Here are some easy ingredients to look for:
beef
pork
deer/venison
rabbit
beef casings
milk
lard
whey
buttermilk
cheese
cream
sugar
gelatin
The ingredients listed above are commonly known as mammal products and byproducts. Unfortunately, the list also extends into lots of ingredients that aren’t quite as recognizable. Here are a few you might not think of:
bone char
butter fat
carmine
casein
lactose
vitamin D3
some natural flavorings
casein
gelatin
lactose
lard
tallow
sometimes L-Cysteine
mono & di-glycerides
glycerin
carrageenan (a seaweed that contains alpha gal)
Quite a list, right? For a more in-depth look at some hidden no-no ingredients, go to my post on the top 5 hidden ingredients to avoid.
Example Food Labels
Now that you know the words to look for, it's time to dig into the ingredients lists on food labels. (There are more ingredients to look for in cosmetics, medicines, and personal care items…but that's too much for now. Let’s focus on the food.)
Example #1
Here’s an example of an ingredients list. Let's look at it together. Look for these keywords in the cereal food label below: vitamin D3, sugar, brown sugar.
Did you see some of the key words in the label?
You may ask, how do these things can cause reactions?
Well, Vitamin D3 usually comes from lanolin, which is found in sheep wool. This is easiest to produce for mass consumption and is the least expensive form. Thankfully with the rise of veganism, plant-based vitamin D is more readily available. Most vegan vitamin D3 comes from lichen. The food label may say from vegan cholecalciferol or from lichen.

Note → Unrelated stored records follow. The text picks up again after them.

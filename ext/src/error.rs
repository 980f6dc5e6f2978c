use dense_expand_core::{GraphError, MAX_REL_TYPES};
use thiserror::Error;

/// Errors surfaced by the procedure layer. They all abort an invocation
/// before any traversal work is done.
#[derive(Debug, Error)]
pub enum ExpandError {
    #[error(
        "unsupported start parameter ({0}): a node, a node id, or a list of nodes or node ids must be given"
    )]
    UnsupportedInput(String),

    #[error("node {0} not found")]
    NodeNotFound(i64),

    #[error("unknown procedure '{0}'")]
    UnknownProcedure(String),

    #[error("graph document has more than {} relationship types", MAX_REL_TYPES)]
    TooManyRelTypes,

    #[error("invalid graph document: {0}")]
    InvalidGraph(#[from] serde_json::Error),

    #[error("failed to serialise result row: {0}")]
    Serialization(#[source] serde_json::Error),
}

impl From<GraphError> for ExpandError {
    fn from(err: GraphError) -> Self {
        match err {
            GraphError::NodeNotFound(id) => {
                ExpandError::NodeNotFound(i64::try_from(id).unwrap_or(i64::MAX))
            }
            GraphError::TooManyRelTypes => ExpandError::TooManyRelTypes,
        }
    }
}

pub type Result<T> = std::result::Result<T, ExpandError>;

On a side note, while writing this post I just checked a label on my vegan vitamin D3 K2 supplement. Well, evidently I was so busy looking for mammal issues that I didn't realize the K2 comes from chickpeas. Chickpeas happen to be an additional allergy I have. See, we all make mistakes, and that mistake sure explains a lot!
As for the sugar and brown sugar, they are problematic in that regular refined sugar is often processed through bone char. The bone char helps to decolor the sugar. Yes, I know that's ridiculous and you've never heard of such. Please do your research. I didn't believe it at first myself.
Example #2
Below is another example of a label. It comes from Applegate Uncured Turkey Bacon. The only questionable thing here is the spices, which are not specified. Because spices is the very last ingredient, it is probably a very minimal amount. Depending on your own reactivity level, this may be a safe option. It would be safe for me.
Food Label Reading is Vital
The most important thing is to read and reread every label. You cannot get lazy and just glance over a label. Skimming and being a lazy label reader will get you in trouble.
Lately, I have seen several folks in the Alpha-Gal Facebook community who have done just this. They admit that they glanced at the front label, read “turkey sub,” but missed the fact that it was turkey and ham.
Another person commented that they had grabbed their go-to non-dairy substitute without reading the label thoroughly. Unfortunately, the ingredients had changed. Boom, blindsided with hives. Yuck!!! Absolutely none of us want that to happen.
Here a few additional helpful hints: carrageenan is found in many lunch meats. Be sure to check those carefully. I love a good turkey jerky, but unfortunately, many of those are stuffed into a beef or pork casing. This is also the case with turkey kielbasa. Skinless kielbasa is the way to go.
Thankfully, developments in technology have brought us wonderful apps for your phone. These can make labels easier for you. While I wouldn’t rely wholly on the apps, they really help you double check and triple check. The apps I recommend are FIG and Is It Vegan.
The best advice remains simple: when in doubt, don’t eat it.